§ Assignment: Only the line containing "for audit trail)" and those after it, up to the end of the records below, are to be set down, exactly as written.

------------------------------------------------

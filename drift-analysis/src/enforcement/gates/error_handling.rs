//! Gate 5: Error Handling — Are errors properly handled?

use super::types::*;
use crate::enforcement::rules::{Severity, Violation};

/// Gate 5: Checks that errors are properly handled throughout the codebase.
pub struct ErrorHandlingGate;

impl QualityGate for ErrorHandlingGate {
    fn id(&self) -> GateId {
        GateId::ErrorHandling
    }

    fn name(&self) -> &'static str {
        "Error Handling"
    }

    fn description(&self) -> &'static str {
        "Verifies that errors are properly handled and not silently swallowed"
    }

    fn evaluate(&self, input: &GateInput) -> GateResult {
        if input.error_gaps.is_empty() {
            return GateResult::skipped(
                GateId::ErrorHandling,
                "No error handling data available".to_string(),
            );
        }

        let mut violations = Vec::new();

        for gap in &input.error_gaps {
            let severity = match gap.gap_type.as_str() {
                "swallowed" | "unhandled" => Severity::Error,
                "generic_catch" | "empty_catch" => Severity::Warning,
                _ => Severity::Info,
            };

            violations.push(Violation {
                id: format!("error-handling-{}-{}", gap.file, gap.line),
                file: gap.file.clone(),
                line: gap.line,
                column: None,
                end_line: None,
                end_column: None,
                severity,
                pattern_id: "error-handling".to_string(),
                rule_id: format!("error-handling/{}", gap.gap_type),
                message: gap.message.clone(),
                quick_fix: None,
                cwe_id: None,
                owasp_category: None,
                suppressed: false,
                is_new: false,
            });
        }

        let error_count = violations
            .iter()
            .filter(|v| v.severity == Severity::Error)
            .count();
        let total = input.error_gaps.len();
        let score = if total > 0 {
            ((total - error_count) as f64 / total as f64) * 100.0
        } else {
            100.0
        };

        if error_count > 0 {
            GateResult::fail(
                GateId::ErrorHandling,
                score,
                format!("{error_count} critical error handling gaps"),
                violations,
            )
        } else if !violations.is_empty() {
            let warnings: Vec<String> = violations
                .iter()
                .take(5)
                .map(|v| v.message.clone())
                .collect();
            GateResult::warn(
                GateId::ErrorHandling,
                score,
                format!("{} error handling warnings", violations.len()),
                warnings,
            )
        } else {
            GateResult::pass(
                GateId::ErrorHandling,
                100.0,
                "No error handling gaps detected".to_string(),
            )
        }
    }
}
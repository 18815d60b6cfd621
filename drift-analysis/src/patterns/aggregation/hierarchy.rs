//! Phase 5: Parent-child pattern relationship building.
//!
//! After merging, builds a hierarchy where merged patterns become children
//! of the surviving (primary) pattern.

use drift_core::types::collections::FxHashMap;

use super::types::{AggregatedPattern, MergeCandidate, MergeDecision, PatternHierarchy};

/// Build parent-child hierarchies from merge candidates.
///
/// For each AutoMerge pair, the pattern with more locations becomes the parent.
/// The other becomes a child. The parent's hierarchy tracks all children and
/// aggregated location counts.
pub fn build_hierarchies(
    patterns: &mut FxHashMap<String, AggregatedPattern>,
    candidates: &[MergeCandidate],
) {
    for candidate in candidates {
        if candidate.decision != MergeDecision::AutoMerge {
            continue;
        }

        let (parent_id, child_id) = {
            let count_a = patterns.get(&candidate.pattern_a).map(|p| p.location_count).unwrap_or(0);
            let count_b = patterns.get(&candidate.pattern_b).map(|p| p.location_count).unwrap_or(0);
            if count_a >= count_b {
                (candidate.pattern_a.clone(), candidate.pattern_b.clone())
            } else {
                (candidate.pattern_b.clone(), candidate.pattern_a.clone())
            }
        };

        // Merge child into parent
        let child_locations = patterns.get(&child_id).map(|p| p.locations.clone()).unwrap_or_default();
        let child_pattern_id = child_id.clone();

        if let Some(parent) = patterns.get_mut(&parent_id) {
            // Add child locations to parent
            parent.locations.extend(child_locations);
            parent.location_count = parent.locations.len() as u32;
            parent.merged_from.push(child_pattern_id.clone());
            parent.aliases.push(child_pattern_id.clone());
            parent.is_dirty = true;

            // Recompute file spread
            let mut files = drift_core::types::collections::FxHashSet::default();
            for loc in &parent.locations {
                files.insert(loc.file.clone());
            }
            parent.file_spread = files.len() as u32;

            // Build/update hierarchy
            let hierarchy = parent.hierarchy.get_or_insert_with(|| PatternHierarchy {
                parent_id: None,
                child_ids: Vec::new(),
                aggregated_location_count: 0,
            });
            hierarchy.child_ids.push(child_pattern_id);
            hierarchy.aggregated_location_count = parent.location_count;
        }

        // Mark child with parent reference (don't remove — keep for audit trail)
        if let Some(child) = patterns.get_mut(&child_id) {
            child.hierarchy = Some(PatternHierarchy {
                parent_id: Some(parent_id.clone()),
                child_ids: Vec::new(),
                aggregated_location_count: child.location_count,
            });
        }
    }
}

------------------------------------------------

§ Written answer:
        // Mark child with parent reference (don't remove — keep for audit trail)
        if let Some(child) = patterns.get_mut(&child_id) {
            child.hierarchy = Some(PatternHierarchy {
                parent_id: Some(parent_id.clone()),
                child_ids: Vec::new(),
                aggregated_location_count: child.location_count,
            });
        }
    }
}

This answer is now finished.